Uma das vozes mais doces, melódicas e inventivas do jazz contemporâneo, a contrabaixista, cantora e compositora Esperanza Spalding – não é de hoje – tem uma ligação umbilical com o Brasil e a música brasileira. Desde seus primeiros passos fonográficos, há quase 20 anos, as partituras, cadências e sonoridades tupiniquins foram (e ainda seguem como) fontes abundantes para a artista norte-americana, que está de volta ao país para três apresentações. A jornada começa neste domingo (14), em Belo Horizonte, quando Esperanza sobe ao palco do Grande Teatro do Palácio das Artes – a turnê ainda passa por Rio de Janeiro (18/9), São Paulo (20/9) e Brasília (21/9).

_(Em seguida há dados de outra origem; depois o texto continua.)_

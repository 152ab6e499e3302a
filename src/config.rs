use crate::context::MAX_FRAMES;

/// Controls the capacity of the allocation index and how call stacks are
/// captured.
#[derive(Debug, Clone)]
pub struct ProfilerConfig {
  /// Number of hash buckets; must be a power of two. Sized for the
  /// expected steady-state count of live allocations.
  pub bucket_count: usize,
  /// Cells reserved per bucket. The product with `bucket_count` is the
  /// hard cap on simultaneously live allocations; the headroom over one
  /// entry per bucket absorbs hash collisions and allocation bursts.
  pub cells_per_bucket: usize,
  /// Maximum number of frames captured per allocation, clamped to
  /// [`MAX_FRAMES`]. Zero disables stack capture entirely.
  pub max_stack_depth: u16,
  /// Innermost frames to drop from every capture, hiding the profiler's
  /// own hook machinery from reports.
  pub skip_frames: usize,
  /// Whether hooks record immediately once the profiler is constructed.
  pub start_enabled: bool,
}

impl Default for ProfilerConfig {
  fn default() -> Self {
    Self {
      bucket_count: 1 << 16,
      cells_per_bucket: 8,
      max_stack_depth: MAX_FRAMES as u16,
      skip_frames: 0,
      start_enabled: true,
    }
  }
}

impl ProfilerConfig {
  /// Total cell capacity implied by the bucket configuration.
  #[must_use]
  pub fn cell_count(&self) -> usize {
    self.bucket_count * self.cells_per_bucket
  }

  /// Explicitly disable eager profiling start-up.
  #[must_use]
  pub fn disabled(mut self) -> Self {
    self.start_enabled = false;
    self
  }

  /// Builder-style helper to adjust the capture depth.
  #[must_use]
  pub fn with_max_stack_depth(mut self, depth: u16) -> Self {
    self.max_stack_depth = depth;
    self
  }
}
use heaptrace::{HeapProfiler, ProfilerConfig};

fn main() -> std::io::Result<()> {
  let config = ProfilerConfig::default().with_max_stack_depth(4);
  let profiler = HeapProfiler::with_config(config)?;

  profiler.record_alloc(0x1000, 128, 1);
  profiler.record_alloc(0x2000, 64, 2);
  profiler.record_alloc(0x3000, 64, 1);
  profiler.record_free(0x2000);
  profiler.record_realloc(0x3000, 0x4000, 96, 1);

  let dump = profiler.write_heap_dump();

  println!("=== demo heap dump ===");
  for record in dump.records() {
    let bt = record
      .backtrace_ref
      .map_or_else(|| "-".to_string(), |id| id.to_string());
    let type_tag = record
      .type_tag
      .map_or_else(|| "-".to_string(), |tag| tag.to_string());
    println!("bt={bt} type={type_tag} size={}", record.size);
  }

  println!("total live: {} bytes", dump.total_size());

  let overhead = profiler.estimate_overhead();
  println!(
    "tracking overhead: {} bytes resident (capacity {} entries)",
    overhead.resident_bytes,
    profiler.config().cell_count()
  );

  Ok(())
}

E, para essas apresentações, Esperanza promete uma viagem por sua trajetória musical, que já soma quase duas décadas e cinco prêmios Grammy. “Vamos tocar músicas de todos os últimos oito ou nove álbuns e, claro, também vamos trazer canções do disco ‘Milton + Esperanza’”, adianta a artista, em referência ao álbum lançado no ano passado ao lado de Milton Nascimento – um parceiro e ídolo para ela.

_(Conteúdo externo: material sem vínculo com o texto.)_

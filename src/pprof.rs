use super::*;

/// The subset of the pprof profile schema needed for heap dumps, encoded
/// with prost. Field tags follow `profile.proto` from the pprof project.
#[derive(Clone, PartialEq, prost::Message)]
pub struct Profile {
  #[prost(message, repeated, tag = "1")]
  pub sample_type: Vec<ValueType>,
  #[prost(message, repeated, tag = "2")]
  pub sample: Vec<Sample>,
  #[prost(message, repeated, tag = "3")]
  pub mapping: Vec<Mapping>,
  #[prost(message, repeated, tag = "4")]
  pub location: Vec<Location>,
  #[prost(message, repeated, tag = "5")]
  pub function: Vec<Function>,
  #[prost(string, repeated, tag = "6")]
  pub string_table: Vec<String>,
  #[prost(int64, tag = "7")]
  pub drop_frames: i64,
  #[prost(int64, tag = "8")]
  pub keep_frames: i64,
  #[prost(int64, tag = "9")]
  pub time_nanos: i64,
  #[prost(int64, tag = "10")]
  pub duration_nanos: i64,
  #[prost(message, optional, tag = "11")]
  pub period_type: Option<ValueType>,
  #[prost(int64, tag = "12")]
  pub period: i64,
  #[prost(int64, repeated, tag = "13")]
  pub comment: Vec<i64>,
  #[prost(int64, tag = "14")]
  pub default_sample_type: i64,
}

#[derive(Clone, PartialEq, prost::Message)]
pub struct ValueType {
  #[prost(int64, tag = "1")]
  pub ty: i64,
  #[prost(int64, tag = "2")]
  pub unit: i64,
}

#[derive(Clone, PartialEq, prost::Message)]
pub struct Sample {
  #[prost(uint64, repeated, tag = "1")]
  pub location_id: Vec<u64>,
  #[prost(int64, repeated, tag = "2")]
  pub value: Vec<i64>,
  #[prost(message, repeated, tag = "3")]
  pub label: Vec<Label>,
}

#[derive(Clone, PartialEq, prost::Message)]
pub struct Label {
  #[prost(int64, tag = "1")]
  pub key: i64,
  #[prost(int64, tag = "2")]
  pub str: i64,
  #[prost(int64, tag = "3")]
  pub num: i64,
  #[prost(int64, tag = "4")]
  pub num_unit: i64,
}

#[derive(Clone, PartialEq, prost::Message)]
pub struct Mapping {
  #[prost(uint64, tag = "1")]
  pub id: u64,
  #[prost(uint64, tag = "2")]
  pub memory_start: u64,
  #[prost(uint64, tag = "3")]
  pub memory_limit: u64,
  #[prost(uint64, tag = "4")]
  pub file_offset: u64,
  #[prost(int64, tag = "5")]
  pub filename: i64,
  #[prost(int64, tag = "6")]
  pub build_id: i64,
  #[prost(bool, tag = "7")]
  pub has_functions: bool,
  #[prost(bool, tag = "8")]
  pub has_filenames: bool,
  #[prost(bool, tag = "9")]
  pub has_line_numbers: bool,
  #[prost(bool, tag = "10")]
  pub has_inline_frames: bool,
}

#[derive(Clone, PartialEq, prost::Message)]
pub struct Location {
  #[prost(uint64, tag = "1")]
  pub id: u64,
  #[prost(uint64, tag = "2")]
  pub mapping_id: u64,
  #[prost(uint64, tag = "3")]
  pub address: u64,
  #[prost(message, repeated, tag = "4")]
  pub line: Vec<Line>,
  #[prost(bool, tag = "5")]
  pub is_folded: bool,
}

#[derive(Clone, PartialEq, prost::Message)]
pub struct Line {
  #[prost(uint64, tag = "1")]
  pub function_id: u64,
  #[prost(int64, tag = "2")]
  pub line: i64,
}

#[derive(Clone, PartialEq, prost::Message)]
pub struct Function {
  #[prost(uint64, tag = "1")]
  pub id: u64,
  #[prost(int64, tag = "2")]
  pub name: i64,
  #[prost(int64, tag = "3")]
  pub system_name: i64,
  #[prost(int64, tag = "4")]
  pub filename: i64,
  #[prost(int64, tag = "5")]
  pub start_line: i64,
}

struct StringTable {
  lookup: HashMap<String, i64>,
  strings: Vec<String>,
}

impl StringTable {
  fn intern(&mut self, value: &str) -> i64 {
    if let Some(index) = self.lookup.get(value) {
      return *index;
    }

    let index = i64::try_from(self.strings.len()).unwrap_or(i64::MAX);
    self.strings.push(value.to_string());
    self.lookup.insert(value.to_string(), index);
    index
  }

  fn into_strings(self) -> Vec<String> {
    self.strings
  }

  fn new() -> Self {
    // Index zero must be the empty string.
    Self {
      lookup: HashMap::from([(String::new(), 0)]),
      strings: vec![String::new()],
    }
  }
}

/// Builds a pprof profile with one `space/bytes` sample per backtrace
/// group of the dump. The grand total and the type groups carry no stack
/// to attribute, so they contribute no samples; a backtrace group without
/// frames keeps its bytes through a synthetic `<unknown>` location.
///
/// Captured frames are raw instruction pointers; locations are
/// address-based and left for consumers to symbolize offline.
#[must_use]
pub fn build_pprof_profile(
  dump: &HeapDump,
  stack_table: &StackTable,
) -> Profile {
  let mut string_table = StringTable::new();

  let sample_type = ValueType {
    ty: string_table.intern("space"),
    unit: string_table.intern("bytes"),
  };

  let mut functions = Vec::new();
  let mut location_ids: HashMap<StackFrame, u64> = HashMap::new();
  let mut locations = Vec::new();
  let mut samples = Vec::new();
  let mut unknown_location: Option<u64> = None;

  for record in dump.records() {
    if record.kind != DumpRecordKind::Backtrace {
      continue;
    }

    let backtrace = record
      .backtrace_ref
      .and_then(|backtrace_ref| stack_table.resolve(backtrace_ref));

    let mut sample_location_ids = Vec::new();

    if let Some(backtrace) = backtrace {
      sample_location_ids.reserve(backtrace.len());

      for frame in backtrace.frames() {
        let location_id = *location_ids.entry(*frame).or_insert_with(|| {
          let id = locations.len() as u64 + 1;
          locations.push(Location {
            id,
            mapping_id: 0,
            address: *frame as u64,
            line: Vec::new(),
            is_folded: false,
          });
          id
        });
        sample_location_ids.push(location_id);
      }
    }

    if sample_location_ids.is_empty() {
      // Tools drop samples with no location; give stackless bytes a
      // synthetic frame so the bucket stays visible.
      let location_id = *unknown_location.get_or_insert_with(|| {
        let name = string_table.intern("<unknown>");
        let function_id = functions.len() as u64 + 1;
        functions.push(Function {
          id: function_id,
          name,
          system_name: name,
          filename: name,
          start_line: 0,
        });

        let id = locations.len() as u64 + 1;
        locations.push(Location {
          id,
          mapping_id: 0,
          address: 0,
          line: vec![Line { function_id, line: 0 }],
          is_folded: false,
        });
        id
      });
      sample_location_ids.push(location_id);
    }

    samples.push(Sample {
      location_id: sample_location_ids,
      value: vec![i64::try_from(record.size).unwrap_or(i64::MAX)],
      label: Vec::new(),
    });
  }

  Profile {
    sample_type: vec![sample_type],
    sample: samples,
    mapping: Vec::new(),
    location: locations,
    function: functions,
    string_table: string_table.into_strings(),
    drop_frames: 0,
    keep_frames: 0,
    time_nanos: 0,
    duration_nanos: 0,
    period_type: Some(ValueType { ty: 0, unit: 0 }),
    period: 1,
    comment: Vec::new(),
    default_sample_type: 0,
  }
}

O trabalho, indicado ao Grammy deste ano, reúne gravações feitas entre Brasil e Estados Unidos e inclui cinco composições do artista brasileiro.

Embora Milton tenha encerrado a carreira nos palcos, sua presença continua viva na obra de Spalding. “Nunca planejamos uma turnê. Queríamos apenas criar o disco e lançá-lo. Mas eu amo tanto as músicas que, de alguma forma, encontramos uma maneira de tocá-las, mesmo que Milton não vá cantar conosco”, conta. Para isso, ela se apoia no quarteto que formou especialmente para esse projeto. “Somos três músicos e eu, e com essas quatro pessoas conseguimos criar muitas cores, muitas texturas, muitos mundos. É realmente uma banda linda”, destaca ela, “animada para compartilhar” com o público a sonoridade da atual turnê – que já passou por Europa, Estados Unidos e, após os shows no Brasil, segue para a África do Sul antes de retornar ao seu país natal.

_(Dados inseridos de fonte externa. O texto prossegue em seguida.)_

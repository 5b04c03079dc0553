// SPDX-FileCopyrightText: 2026 Session Forge Contributors
// SPDX-License-Identifier: MIT OR Apache-2.0

//! Memory domain types: entries, their documents, the profile and the
//! session checkpoint.

use std::collections::BTreeMap;

use chrono::{DateTime, Utc};
use forge_core::format_timestamp;
use forge_storage::retention::{DEAD_ENDS_CAP, DECISIONS_CAP, JOURNAL_CAP};
use forge_storage::{CollectionDocument, Entry};
use serde::{Deserialize, Serialize};

// ---- Journal ----

/// One session's story: what happened and how it felt.
#[derive(Debug, Clone, PartialEq, Serialize, Deserialize)]
pub struct JournalEntry {
    pub timestamp: String,
    pub session_summary: String,
    #[serde(default)]
    pub key_moments: Vec<String>,
    #[serde(default)]
    pub emotional_context: Option<String>,
    #[serde(default)]
    pub breakthroughs: Vec<String>,
    #[serde(default)]
    pub frustrations: Vec<String>,
    #[serde(default)]
    pub collaboration_notes: Option<String>,
}

impl Entry for JournalEntry {
    fn timestamp(&self) -> &str {
        &self.timestamp
    }

    fn search_text(&self) -> String {
        let mut parts = vec![self.session_summary.as_str()];
        parts.extend(self.key_moments.iter().map(String::as_str));
        parts.extend(self.breakthroughs.iter().map(String::as_str));
        parts.extend(self.frustrations.iter().map(String::as_str));
        parts.push(self.emotional_context.as_deref().unwrap_or_default());
        parts.push(self.collaboration_notes.as_deref().unwrap_or_default());
        parts.join(" ")
    }

    fn summary(&self) -> String {
        self.session_summary.clone()
    }
}

/// `journal.json`.
#[derive(Debug, Clone, Default, Serialize, Deserialize)]
pub struct JournalData {
    #[serde(default, skip_serializing_if = "Option::is_none")]
    pub schema_version: Option<u32>,
    #[serde(default)]
    pub sessions: Vec<JournalEntry>,
}

// ---- Decisions ----

/// A choice made, with the alternatives and reasoning behind it.
#[derive(Debug, Clone, PartialEq, Serialize, Deserialize)]
pub struct DecisionEntry {
    pub timestamp: String,
    pub choice: String,
    #[serde(default)]
    pub alternatives: Vec<String>,
    pub reasoning: String,
    #[serde(default)]
    pub outcome: Option<String>,
    #[serde(default)]
    pub project: Option<String>,
    #[serde(default)]
    pub tags: Vec<String>,
}

impl Entry for DecisionEntry {
    fn timestamp(&self) -> &str {
        &self.timestamp
    }

    fn search_text(&self) -> String {
        let mut parts = vec![
            self.choice.as_str(),
            self.reasoning.as_str(),
            self.project.as_deref().unwrap_or_default(),
        ];
        parts.extend(self.tags.iter().map(String::as_str));
        parts.extend(self.alternatives.iter().map(String::as_str));
        parts.push(self.outcome.as_deref().unwrap_or_default());
        parts.join(" ")
    }

    fn summary(&self) -> String {
        self.choice.clone()
    }
}

/// `decisions.json`.
#[derive(Debug, Clone, Default, Serialize, Deserialize)]
pub struct DecisionsData {
    #[serde(default, skip_serializing_if = "Option::is_none")]
    pub schema_version: Option<u32>,
    #[serde(default)]
    pub decisions: Vec<DecisionEntry>,
}

// ---- Dead ends ----

/// An approach that failed, and what to remember about it.
#[derive(Debug, Clone, PartialEq, Serialize, Deserialize)]
pub struct DeadEndEntry {
    pub timestamp: String,
    pub attempted: String,
    pub why_failed: String,
    #[serde(default)]
    pub lesson: String,
    #[serde(default)]
    pub project: Option<String>,
    #[serde(default)]
    pub files_involved: Vec<String>,
    #[serde(default)]
    pub tags: Vec<String>,
}

impl Entry for DeadEndEntry {
    fn timestamp(&self) -> &str {
        &self.timestamp
    }

    fn search_text(&self) -> String {
        let mut parts = vec![
            self.attempted.as_str(),
            self.why_failed.as_str(),
            self.lesson.as_str(),
            self.project.as_deref().unwrap_or_default(),
        ];
        parts.extend(self.tags.iter().map(String::as_str));
        parts.join(" ")
    }

    fn summary(&self) -> String {
        self.attempted.clone()
    }
}

/// `dead-ends.json`.
#[derive(Debug, Clone, Default, Serialize, Deserialize)]
pub struct DeadEndsData {
    #[serde(default, skip_serializing_if = "Option::is_none")]
    pub schema_version: Option<u32>,
    #[serde(default)]
    pub dead_ends: Vec<DeadEndEntry>,
}

macro_rules! collection_document {
    ($doc:ty, $item:ty, $field:ident, $name:literal, $cap:expr) => {
        impl CollectionDocument for $doc {
            type Item = $item;
            const NAME: &'static str = $name;
            const CAP: usize = $cap;

            fn entries(&self) -> &[$item] {
                &self.$field
            }

            fn entries_mut(&mut self) -> &mut Vec<$item> {
                &mut self.$field
            }

            fn schema_version(&self) -> Option<u32> {
                self.schema_version
            }

            fn set_schema_version(&mut self, version: u32) {
                self.schema_version = Some(version);
            }
        }
    };
}

collection_document!(JournalData, JournalEntry, sessions, "journal", JOURNAL_CAP);
collection_document!(DecisionsData, DecisionEntry, decisions, "decisions", DECISIONS_CAP);
collection_document!(DeadEndsData, DeadEndEntry, dead_ends, "dead_ends", DEAD_ENDS_CAP);

// ---- Profile ----

/// A dated observation about the user.
#[derive(Debug, Clone, PartialEq, Eq, Serialize, Deserialize)]
pub struct ProfileNote {
    pub content: String,
    pub timestamp: String,
}

/// The user profile singleton (`profile.json`).
#[derive(Debug, Clone, PartialEq, Serialize, Deserialize)]
pub struct Profile {
    #[serde(default)]
    pub name: Option<String>,
    #[serde(default)]
    pub preferences: BTreeMap<String, String>,
    #[serde(default)]
    pub projects: Vec<String>,
    #[serde(default)]
    pub notes: Vec<ProfileNote>,
    #[serde(default)]
    pub created_at: String,
    #[serde(default)]
    pub updated_at: String,
}

impl Profile {
    /// Preferences every new profile starts with.
    pub const DEFAULT_PREFERENCES: [(&'static str, &'static str); 4] = [
        ("communication_style", "direct"),
        ("emoji_usage", "occasional"),
        ("technical_level", "advanced"),
        ("verbosity", "concise"),
    ];

    /// A fresh profile created at `now`.
    pub fn default_at(now: DateTime<Utc>) -> Self {
        let stamp = format_timestamp(now);
        Self {
            name: None,
            preferences: Self::DEFAULT_PREFERENCES
                .iter()
                .map(|(k, v)| (k.to_string(), v.to_string()))
                .collect(),
            projects: Vec::new(),
            notes: Vec::new(),
            created_at: stamp.clone(),
            updated_at: stamp,
        }
    }
}

// ---- Sessions ----

/// Where an in-flight task stands.
#[derive(Debug, Clone, Copy, Default, PartialEq, Eq, Serialize, Deserialize)]
#[serde(rename_all = "SCREAMING_SNAKE_CASE")]
pub enum CheckpointStatus {
    #[default]
    InProgress,
    Blocked,
    WaitingUser,
    Completed,
}

impl CheckpointStatus {
    pub fn as_str(&self) -> &'static str {
        match self {
            CheckpointStatus::InProgress => "IN_PROGRESS",
            CheckpointStatus::Blocked => "BLOCKED",
            CheckpointStatus::WaitingUser => "WAITING_USER",
            CheckpointStatus::Completed => "COMPLETED",
        }
    }

    /// Parse a status a caller may set; `COMPLETED` is reserved for completion.
    pub fn parse_settable(s: &str) -> Option<Self> {
        match s {
            "IN_PROGRESS" => Some(CheckpointStatus::InProgress),
            "BLOCKED" => Some(CheckpointStatus::Blocked),
            "WAITING_USER" => Some(CheckpointStatus::WaitingUser),
            _ => None,
        }
    }
}

/// Snapshot of in-flight work (`sessions/active.json`).
#[derive(Debug, Clone, PartialEq, Serialize, Deserialize)]
pub struct SessionCheckpoint {
    pub timestamp: String,
    pub task: String,
    pub intent: String,
    #[serde(default)]
    pub status: CheckpointStatus,
    #[serde(default)]
    pub files_touched: Vec<String>,
    #[serde(default)]
    pub recent_actions: Vec<String>,
    #[serde(default)]
    pub next_steps: Vec<String>,
    #[serde(default)]
    pub context: serde_json::Map<String, serde_json::Value>,
    #[serde(default)]
    pub tool_call_count: u64,
    #[serde(default, skip_serializing_if = "Option::is_none")]
    pub completed_at: Option<String>,
    #[serde(default, skip_serializing_if = "Option::is_none")]
    pub summary: Option<String>,
}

A relação com Milton Nascimento, que começou ainda em 2010, marcou a artista tanto pessoal quanto artisticamente. “Uma coisa que se confirmou trabalhando com ele é que simplesmente melhoramos com a idade. Isso me dá entusiasmo e esperança no processo de envelhecer. Ele é um músico quase surrealista, muito livre. Um artista extremamente comprometido em buscar a verdade da visão, a verdade do sentimento. Estar ao lado dele foi um remédio poderoso e curativo”, reflete Esperanza, que vê em Milton um refinamento e aprofundamento de todas as suas qualidades com o passar dos anos.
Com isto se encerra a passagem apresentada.